* _WHAT YOU SHOULD DO_: Reproduce only the lines from the line containing "self.0.create_sender()" to the end of the entries below, including both of those lines.
###
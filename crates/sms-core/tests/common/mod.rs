//! Test doubles and common utilities for dispatch contract tests
//!
//! Provides counting senders and factories that verify the service's
//! lifecycle guarantees without talking to any real gateway.

// Each test binary uses a subset of these helpers.
#![allow(dead_code)]

use serde_json::json;
use sms_core::config::{SmsProviderConfig, TestSmsRequest};
use sms_core::traits::{AdminSettings, SmsSender, SmsSenderFactory};
use std::sync::atomic::{AtomicBool, AtomicUsize, Ordering};
use std::sync::{Arc, Mutex};

/// Innermost error used to exercise root-cause unwrapping
#[derive(Debug, thiserror::Error)]
#[error("quota exceeded")]
pub struct QuotaExceeded;

/// Middle wrapper in the nested test error chain
#[derive(Debug, thiserror::Error)]
#[error("gateway request rejected")]
pub struct RequestRejected(#[source] pub QuotaExceeded);

/// How a mock sender behaves on `send_sms`
#[derive(Debug, Clone)]
pub enum FailureMode {
    /// Every send succeeds
    Never,
    /// Sends to this destination fail with a flat provider error
    ForNumber(String),
    /// Every send fails with a nested wrapper → wrapper → "quota exceeded"
    /// error chain
    AlwaysChained,
}

/// Shared observation handles for one mock sender instance
#[derive(Debug, Clone, Default)]
pub struct SenderStats {
    send_calls: Arc<AtomicUsize>,
    destroy_calls: Arc<AtomicUsize>,
    delivered_to: Arc<Mutex<Vec<String>>>,
}

impl SenderStats {
    /// Number of send attempts (including failed ones)
    pub fn send_calls(&self) -> usize {
        self.send_calls.load(Ordering::SeqCst)
    }

    /// Number of destroy() calls
    pub fn destroy_calls(&self) -> usize {
        self.destroy_calls.load(Ordering::SeqCst)
    }

    /// Destinations successfully delivered to, in order
    pub fn delivered_to(&self) -> Vec<String> {
        self.delivered_to.lock().unwrap().clone()
    }
}

/// A mock SmsSender that tracks calls through shared stats
pub struct MockSmsSender {
    name: &'static str,
    stats: SenderStats,
    failure: FailureMode,
}

#[async_trait::async_trait]
impl SmsSender for MockSmsSender {
    async fn send_sms(&self, number_to: &str, _message: &str) -> Result<i32, sms_core::Error> {
        self.stats.send_calls.fetch_add(1, Ordering::SeqCst);

        match &self.failure {
            FailureMode::Never => {}
            FailureMode::ForNumber(number) if number == number_to => {
                return Err(sms_core::Error::provider(
                    self.name,
                    format!("delivery to {} refused", number_to),
                ));
            }
            FailureMode::ForNumber(_) => {}
            FailureMode::AlwaysChained => {
                return Err(sms_core::Error::provider_with_source(
                    self.name,
                    "send request failed",
                    RequestRejected(QuotaExceeded),
                ));
            }
        }

        self.stats
            .delivered_to
            .lock()
            .unwrap()
            .push(number_to.to_string());
        Ok(1)
    }

    fn destroy(&self) {
        self.stats.destroy_calls.fetch_add(1, Ordering::SeqCst);
    }

    fn provider_name(&self) -> &'static str {
        self.name
    }
}

/// A mock factory that hands out counting senders
///
/// Every created sender gets its own [`SenderStats`], retained by the
/// factory so tests can assert per-instance send/destroy counts across
/// configuration swaps.
pub struct MockSenderFactory {
    name: &'static str,
    failure: FailureMode,
    reject_creation: AtomicBool,
    created: Mutex<Vec<SenderStats>>,
}

impl MockSenderFactory {
    pub fn new(name: &'static str) -> Arc<Self> {
        Self::with_failure(name, FailureMode::Never)
    }

    pub fn with_failure(name: &'static str, failure: FailureMode) -> Arc<Self> {
        Arc::new(Self {
            name,
            failure,
            reject_creation: AtomicBool::new(false),
            created: Mutex::new(Vec::new()),
        })
    }

    /// Make subsequent create() calls fail (simulates invalid config or an
    /// unreachable endpoint)
    pub fn set_reject_creation(&self, reject: bool) {
        self.reject_creation.store(reject, Ordering::SeqCst);
    }

    /// Number of senders this factory has created
    pub fn created_count(&self) -> usize {
        self.created.lock().unwrap().len()
    }

    /// Stats of the index-th created sender (creation order)
    pub fn sender_stats(&self, index: usize) -> SenderStats {
        self.created.lock().unwrap()[index].clone()
    }

    fn create_sender(&self) -> Result<Box<dyn SmsSender>, sms_core::Error> {
        if self.reject_creation.load(Ordering::SeqCst) {
            return Err(sms_core::Error::provider(
                self.name,
                "endpoint unreachable",
            ));
        }

        let stats = SenderStats::default();
        self.created.lock().unwrap().push(stats.clone());

        Ok(Box::new(MockSmsSender {
            name: self.name,
            stats,
            failure: self.failure.clone(),
        }))
    }
}

/// Registry adapter so one Arc'd factory can be shared between the
/// registry and the test's assertions
pub struct SharedFactory(pub Arc<MockSenderFactory>);

impl SmsSenderFactory for SharedFactory {
    fn create(
        &self,
        _config: &SmsProviderConfig,
    ) -> Result<Box<dyn SmsSender>, sms_core::Error> {
        self.0.create_sender()
    }
}

/// Settings record selecting the given mock factory
pub fn mock_settings(factory: &str) -> AdminSettings {
    AdminSettings::new(
        "sms",
        json!({
            "type": "custom",
            "factory": factory,
            "config": {},
        }),
    )
}

/// Provider configuration selecting the given mock factory
pub fn mock_config(factory: &str) -> SmsProviderConfig {
    SmsProviderConfig::Custom {
        factory: factory.to_string(),
        config: json!({}),
    }
}

/// Test-send request routed at the given mock factory
pub fn mock_test_request(factory: &str, number_to: &str, message: &str) -> TestSmsRequest {
    TestSmsRequest {
        provider_configuration: mock_config(factory),
        number_to: number_to.to_string(),
        message: message.to_string(),
    }
}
###
* _RESPONSE AREA_:
        self.0.create_sender()
    }
}

/// Settings record selecting the given mock factory
pub fn mock_settings(factory: &str) -> AdminSettings {
    AdminSettings::new(
        "sms",
        json!({
            "type": "custom",
            "factory": factory,
            "config": {},
        }),
    )
}

/// Provider configuration selecting the given mock factory
pub fn mock_config(factory: &str) -> SmsProviderConfig {
    SmsProviderConfig::Custom {
        factory: factory.to_string(),
        config: json!({}),
    }
}

/// Test-send request routed at the given mock factory
pub fn mock_test_request(factory: &str, number_to: &str, message: &str) -> TestSmsRequest {
    TestSmsRequest {
        provider_configuration: mock_config(factory),
        number_to: number_to.to_string(),
        message: message.to_string(),
    }
}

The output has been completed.